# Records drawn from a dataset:
<<<<

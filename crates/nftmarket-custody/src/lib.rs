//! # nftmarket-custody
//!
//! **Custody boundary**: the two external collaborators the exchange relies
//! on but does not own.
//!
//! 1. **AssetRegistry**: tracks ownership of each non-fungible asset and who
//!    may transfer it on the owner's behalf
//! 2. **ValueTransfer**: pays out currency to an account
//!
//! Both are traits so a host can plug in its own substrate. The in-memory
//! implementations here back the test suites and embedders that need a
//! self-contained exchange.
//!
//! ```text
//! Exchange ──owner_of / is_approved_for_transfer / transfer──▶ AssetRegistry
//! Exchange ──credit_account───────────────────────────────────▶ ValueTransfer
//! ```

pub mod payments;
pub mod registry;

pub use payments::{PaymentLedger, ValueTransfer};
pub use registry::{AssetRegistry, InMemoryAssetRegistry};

>>>>
<<<<

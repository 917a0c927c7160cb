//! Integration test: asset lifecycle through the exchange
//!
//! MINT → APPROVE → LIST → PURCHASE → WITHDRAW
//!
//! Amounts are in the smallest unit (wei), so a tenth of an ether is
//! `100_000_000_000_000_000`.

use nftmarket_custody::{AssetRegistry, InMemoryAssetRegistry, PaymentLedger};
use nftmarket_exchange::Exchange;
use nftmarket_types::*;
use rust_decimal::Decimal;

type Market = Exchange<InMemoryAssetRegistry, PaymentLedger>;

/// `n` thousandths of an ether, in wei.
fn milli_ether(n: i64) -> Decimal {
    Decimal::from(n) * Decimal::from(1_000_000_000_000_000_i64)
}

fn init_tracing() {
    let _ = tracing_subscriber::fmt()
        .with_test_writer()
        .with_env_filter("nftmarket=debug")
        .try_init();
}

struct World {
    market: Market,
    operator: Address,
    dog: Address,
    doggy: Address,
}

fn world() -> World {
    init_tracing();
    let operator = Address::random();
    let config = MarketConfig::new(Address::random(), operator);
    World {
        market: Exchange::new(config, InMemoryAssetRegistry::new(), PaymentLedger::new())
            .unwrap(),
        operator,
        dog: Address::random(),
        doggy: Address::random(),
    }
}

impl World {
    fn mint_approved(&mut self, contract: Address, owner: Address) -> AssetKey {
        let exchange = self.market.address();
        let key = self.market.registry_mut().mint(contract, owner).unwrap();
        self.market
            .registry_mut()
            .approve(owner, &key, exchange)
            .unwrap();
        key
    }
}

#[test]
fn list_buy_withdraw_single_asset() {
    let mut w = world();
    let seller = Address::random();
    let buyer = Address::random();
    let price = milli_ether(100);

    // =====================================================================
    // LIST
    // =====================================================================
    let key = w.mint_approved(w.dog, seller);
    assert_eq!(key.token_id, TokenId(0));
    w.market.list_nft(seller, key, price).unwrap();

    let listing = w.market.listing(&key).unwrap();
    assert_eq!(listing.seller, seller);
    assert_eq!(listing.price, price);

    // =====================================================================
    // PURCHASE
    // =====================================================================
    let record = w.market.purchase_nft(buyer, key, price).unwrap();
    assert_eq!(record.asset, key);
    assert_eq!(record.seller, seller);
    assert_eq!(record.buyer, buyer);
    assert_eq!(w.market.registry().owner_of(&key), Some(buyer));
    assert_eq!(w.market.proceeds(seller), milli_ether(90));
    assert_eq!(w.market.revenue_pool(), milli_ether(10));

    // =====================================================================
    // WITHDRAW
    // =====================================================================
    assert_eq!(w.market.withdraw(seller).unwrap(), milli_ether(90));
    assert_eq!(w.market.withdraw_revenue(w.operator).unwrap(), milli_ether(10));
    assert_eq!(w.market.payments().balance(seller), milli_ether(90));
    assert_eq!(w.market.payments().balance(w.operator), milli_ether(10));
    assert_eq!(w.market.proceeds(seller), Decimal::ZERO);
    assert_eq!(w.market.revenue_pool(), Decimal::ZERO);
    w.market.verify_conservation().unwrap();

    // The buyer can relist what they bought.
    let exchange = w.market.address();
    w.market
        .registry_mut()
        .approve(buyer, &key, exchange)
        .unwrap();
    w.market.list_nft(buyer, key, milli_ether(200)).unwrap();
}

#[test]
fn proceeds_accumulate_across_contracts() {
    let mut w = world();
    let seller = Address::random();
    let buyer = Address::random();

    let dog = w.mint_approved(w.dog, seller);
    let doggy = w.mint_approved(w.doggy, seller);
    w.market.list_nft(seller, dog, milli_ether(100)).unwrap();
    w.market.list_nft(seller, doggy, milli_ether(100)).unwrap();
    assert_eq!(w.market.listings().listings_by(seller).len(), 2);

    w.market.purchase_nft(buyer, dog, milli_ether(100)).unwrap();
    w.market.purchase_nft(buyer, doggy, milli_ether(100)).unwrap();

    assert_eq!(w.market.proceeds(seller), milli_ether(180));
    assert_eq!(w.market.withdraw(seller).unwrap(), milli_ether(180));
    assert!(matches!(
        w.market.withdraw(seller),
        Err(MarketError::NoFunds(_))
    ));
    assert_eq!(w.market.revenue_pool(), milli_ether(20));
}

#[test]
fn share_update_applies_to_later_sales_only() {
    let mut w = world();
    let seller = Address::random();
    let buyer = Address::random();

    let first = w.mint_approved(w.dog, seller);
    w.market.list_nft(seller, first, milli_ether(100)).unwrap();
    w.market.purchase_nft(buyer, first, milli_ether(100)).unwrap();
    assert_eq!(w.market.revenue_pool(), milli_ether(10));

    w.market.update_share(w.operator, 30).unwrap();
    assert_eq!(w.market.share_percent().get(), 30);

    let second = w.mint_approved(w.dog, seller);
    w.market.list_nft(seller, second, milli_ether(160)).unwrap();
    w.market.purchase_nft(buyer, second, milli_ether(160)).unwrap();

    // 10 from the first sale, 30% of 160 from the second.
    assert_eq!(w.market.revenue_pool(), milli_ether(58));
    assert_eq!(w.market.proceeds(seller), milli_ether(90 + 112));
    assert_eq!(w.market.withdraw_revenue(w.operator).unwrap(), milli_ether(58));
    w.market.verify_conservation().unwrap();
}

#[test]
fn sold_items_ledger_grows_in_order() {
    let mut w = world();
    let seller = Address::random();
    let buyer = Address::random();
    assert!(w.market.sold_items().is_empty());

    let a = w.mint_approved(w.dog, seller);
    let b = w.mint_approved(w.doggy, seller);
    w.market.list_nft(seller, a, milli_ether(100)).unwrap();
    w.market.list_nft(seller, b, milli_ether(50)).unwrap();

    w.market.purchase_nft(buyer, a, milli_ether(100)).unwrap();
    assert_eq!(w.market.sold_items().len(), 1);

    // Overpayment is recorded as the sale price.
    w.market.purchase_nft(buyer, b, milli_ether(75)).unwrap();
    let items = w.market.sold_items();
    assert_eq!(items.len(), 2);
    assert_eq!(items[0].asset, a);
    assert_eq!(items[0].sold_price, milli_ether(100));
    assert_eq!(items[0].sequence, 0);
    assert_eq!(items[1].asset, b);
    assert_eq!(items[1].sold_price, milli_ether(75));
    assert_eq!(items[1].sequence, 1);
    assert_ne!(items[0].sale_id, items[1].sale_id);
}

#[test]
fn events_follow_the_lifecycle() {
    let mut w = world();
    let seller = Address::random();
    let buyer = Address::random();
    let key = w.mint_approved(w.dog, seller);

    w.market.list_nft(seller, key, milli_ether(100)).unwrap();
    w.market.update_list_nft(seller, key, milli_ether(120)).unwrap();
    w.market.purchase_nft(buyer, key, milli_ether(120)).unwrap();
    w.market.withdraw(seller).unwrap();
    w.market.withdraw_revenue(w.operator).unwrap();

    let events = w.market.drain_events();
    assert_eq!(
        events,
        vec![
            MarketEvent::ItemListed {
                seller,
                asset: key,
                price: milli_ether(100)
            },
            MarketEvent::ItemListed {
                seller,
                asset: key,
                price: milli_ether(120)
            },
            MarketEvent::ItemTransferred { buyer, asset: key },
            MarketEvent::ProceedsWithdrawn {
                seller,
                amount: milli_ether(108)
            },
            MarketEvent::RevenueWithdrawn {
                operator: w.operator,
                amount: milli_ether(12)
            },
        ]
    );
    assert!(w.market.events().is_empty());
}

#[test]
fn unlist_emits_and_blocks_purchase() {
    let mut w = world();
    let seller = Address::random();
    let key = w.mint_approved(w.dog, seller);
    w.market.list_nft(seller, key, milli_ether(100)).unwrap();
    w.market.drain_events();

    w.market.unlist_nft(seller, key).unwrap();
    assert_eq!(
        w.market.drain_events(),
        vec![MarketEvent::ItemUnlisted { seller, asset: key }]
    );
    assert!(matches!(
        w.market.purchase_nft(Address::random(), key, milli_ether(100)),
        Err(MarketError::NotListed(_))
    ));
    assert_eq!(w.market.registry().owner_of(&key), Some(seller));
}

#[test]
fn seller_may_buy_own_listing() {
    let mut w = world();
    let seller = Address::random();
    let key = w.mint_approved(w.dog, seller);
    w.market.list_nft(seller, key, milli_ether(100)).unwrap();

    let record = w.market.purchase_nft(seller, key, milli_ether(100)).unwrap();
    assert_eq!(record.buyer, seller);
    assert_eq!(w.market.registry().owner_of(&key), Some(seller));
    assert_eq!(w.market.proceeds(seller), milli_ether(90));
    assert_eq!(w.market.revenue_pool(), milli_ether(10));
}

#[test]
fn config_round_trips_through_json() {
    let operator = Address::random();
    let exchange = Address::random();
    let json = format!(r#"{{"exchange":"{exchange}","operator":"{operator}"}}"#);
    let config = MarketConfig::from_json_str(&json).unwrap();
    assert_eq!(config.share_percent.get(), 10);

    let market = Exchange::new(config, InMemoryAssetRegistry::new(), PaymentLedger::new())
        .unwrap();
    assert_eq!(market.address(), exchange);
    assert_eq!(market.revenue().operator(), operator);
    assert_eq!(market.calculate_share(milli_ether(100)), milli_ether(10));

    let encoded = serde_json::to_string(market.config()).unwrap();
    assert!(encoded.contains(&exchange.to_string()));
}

>>>>

# WORK REQUIRED:
Using the entries shown above, reproduce verbatim the lines from the line bearing "price: milli_ether(120)" to the line bearing "assert_eq!(config.share_percent.get(), 10);", inclusive.

# TASK SOLUTION:
                price: milli_ether(120)
            },
            MarketEvent::ItemTransferred { buyer, asset: key },
            MarketEvent::ProceedsWithdrawn {
                seller,
                amount: milli_ether(108)
            },
            MarketEvent::RevenueWithdrawn {
                operator: w.operator,
                amount: milli_ether(12)
            },
        ]
    );
    assert!(w.market.events().is_empty());
}

#[test]
fn unlist_emits_and_blocks_purchase() {
    let mut w = world();
    let seller = Address::random();
    let key = w.mint_approved(w.dog, seller);
    w.market.list_nft(seller, key, milli_ether(100)).unwrap();
    w.market.drain_events();

    w.market.unlist_nft(seller, key).unwrap();
    assert_eq!(
        w.market.drain_events(),
        vec![MarketEvent::ItemUnlisted { seller, asset: key }]
    );
    assert!(matches!(
        w.market.purchase_nft(Address::random(), key, milli_ether(100)),
        Err(MarketError::NotListed(_))
    ));
    assert_eq!(w.market.registry().owner_of(&key), Some(seller));
}

#[test]
fn seller_may_buy_own_listing() {
    let mut w = world();
    let seller = Address::random();
    let key = w.mint_approved(w.dog, seller);
    w.market.list_nft(seller, key, milli_ether(100)).unwrap();

    let record = w.market.purchase_nft(seller, key, milli_ether(100)).unwrap();
    assert_eq!(record.buyer, seller);
    assert_eq!(w.market.registry().owner_of(&key), Some(seller));
    assert_eq!(w.market.proceeds(seller), milli_ether(90));
    assert_eq!(w.market.revenue_pool(), milli_ether(10));
}

#[test]
fn config_round_trips_through_json() {
    let operator = Address::random();
    let exchange = Address::random();
    let json = format!(r#"{{"exchange":"{exchange}","operator":"{operator}"}}"#);
    let config = MarketConfig::from_json_str(&json).unwrap();
    assert_eq!(config.share_percent.get(), 10);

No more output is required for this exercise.